Required classes, interfaces, and methods
All classes, interfaces, and methods appearing in the template are required
and described therein.
Input
main() takes two file names as arguments.
The first file, the configuration file, contains a list of characters, one
character per line, defining sorted order. There are no invalid characters,
except that newlines are used as the seperator and thus cannot be a character
in the sorted order.
The second file, the wordlist, is a list of words to be sorted according to
the order defined in the configuration file. The words are newline seperated
and may contain only characters that appear in the configuration file. In
particular, note that whitespace characters, like space and tab, are valid
letters in our alphabets and do not delimit words!
main() will read both files, process the configuration file as needed, then
proceed to sort the word list with each of the three sorts. Each list may be
sorted multiple times, until such time as each sort algorithm has sorted at
least 1 million words (class SorterWithStatistics will keep track of the total
words sorted for you).
It is difficult to accurately time very short activities on a computer,
because the operating system often does other things to the detriment of your
performance analysis.

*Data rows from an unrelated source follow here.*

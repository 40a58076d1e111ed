//! Tracking of live and free row indices.
//!
//! A [`RowSet`] hands out row indices for a dynamic table. Removing a row
//! frees its index without compacting the table; freed indices are handed out
//! again lowest-first so indices stay dense under churn.

use std::collections::BTreeSet;

/// The set of live rows of a dynamic table.
#[derive(Debug, Clone)]
pub struct RowSet {
    valid: Vec<bool>,
    free: BTreeSet<usize>,
    reuse_free: bool,
}

impl Default for RowSet {
    fn default() -> Self {
        Self::new()
    }
}

impl RowSet {
    /// An empty row set that reuses freed indices.
    pub fn new() -> Self {
        Self {
            valid: Vec::new(),
            free: BTreeSet::new(),
            reuse_free: true,
        }
    }

    /// An empty row set with room for `capacity` rows.
    pub fn with_capacity(capacity: usize, reuse_free: bool) -> Self {
        Self {
            valid: Vec::with_capacity(capacity),
            free: BTreeSet::new(),
            reuse_free,
        }
    }

    /// Allocate a row. Returns the index and whether it was reused.
    pub fn allocate(&mut self) -> (usize, bool) {
        if self.reuse_free {
            if let Some(row) = self.free.pop_first() {
                self.valid[row] = true;
                return (row, true);
            }
        }
        let row = self.valid.len();
        self.valid.push(true);
        (row, false)
    }

    /// Free a live row. Returns `false` if the row was not live.
    pub fn free(&mut self, row: usize) -> bool {
        match self.valid.get_mut(row) {
            Some(valid) if *valid => {
                *valid = false;
                if self.reuse_free {
                    self.free.insert(row);
                }
                true
            }
            _ => false,
        }
    }

    /// Whether `row` is live.
    pub fn is_valid(&self, row: usize) -> bool {
        self.valid.get(row).copied().unwrap_or(false)
    }

    /// Number of live rows.
    pub fn len(&self) -> usize {
        self.valid.len() - self.free_count()
    }

    /// Whether no row is live.
    pub fn is_empty(&self) -> bool {
        self.len() == 0
    }

    /// One past the highest index ever allocated.
    pub fn high_water(&self) -> usize {
        self.valid.len()
    }

    /// Number of freed, not yet reused indices.
    pub fn free_count(&self) -> usize {
        if self.reuse_free {
            self.free.len()
        } else {
            self.valid.iter().filter(|valid| !**valid).count()
        }
    }

    /// Live rows in ascending order.
    pub fn iter(&self) -> impl Iterator<Item = usize> + '_ {
        self.valid
            .iter()
            .enumerate()
            .filter_map(|(row, valid)| valid.then_some(row))
    }

    /// Forget every row.
    pub fn clear(&mut self) {
        self.valid.clear();
        self.free.clear();
    }
}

Over long periods of time, these other activities get
averaged out, but short programs that happen to run when OS activity spikes do
not get the benefit of that implicit filter. Sorting inputs multiple times
will reduce the noise in this processes by allowing you to measure an average
over many runs.
Output
After all three sorts have finished, report the following statistics to the
terminal for each sort:
- Length of the word list
- Total number of words sorted
- Total time spent sorting
- Average time required to sort the word list
- Words sorted per second
Additional Requirements
We will supply word lists of lengths 10, 100, 1000, 10000, 100000, and
1000000. You will run your sorts on all lengths and analyze their performance
over these varied ns. Write a discussion analyzing the measured performance
compared with expected performance as per big-O. Your discussion should be no
longer than 500 words and in plain text format.
Submission
You are required to include, in your submission, the source code for each of
the classes in the code template, as well as any additional classes or methods
you may have written to complete the assignment (you shouldn’t need any). You
need to write proper documentation with JavaDoc for each method in each class.
Write your class so that its package name. Your source files (.java files)
will be placed in the directory, as defined in the template code. Be sure to
put down your name after the @author tag in each class source file. Your zip
file should be named Firstname_Lastname_HW2.zip. Your discussion should be in
a file named analysis.txt and stored in the edu directory. You may submit a
draft version of your code early to see if you have any submission problem
with Blackboard Learn. We will grade only your latest submission.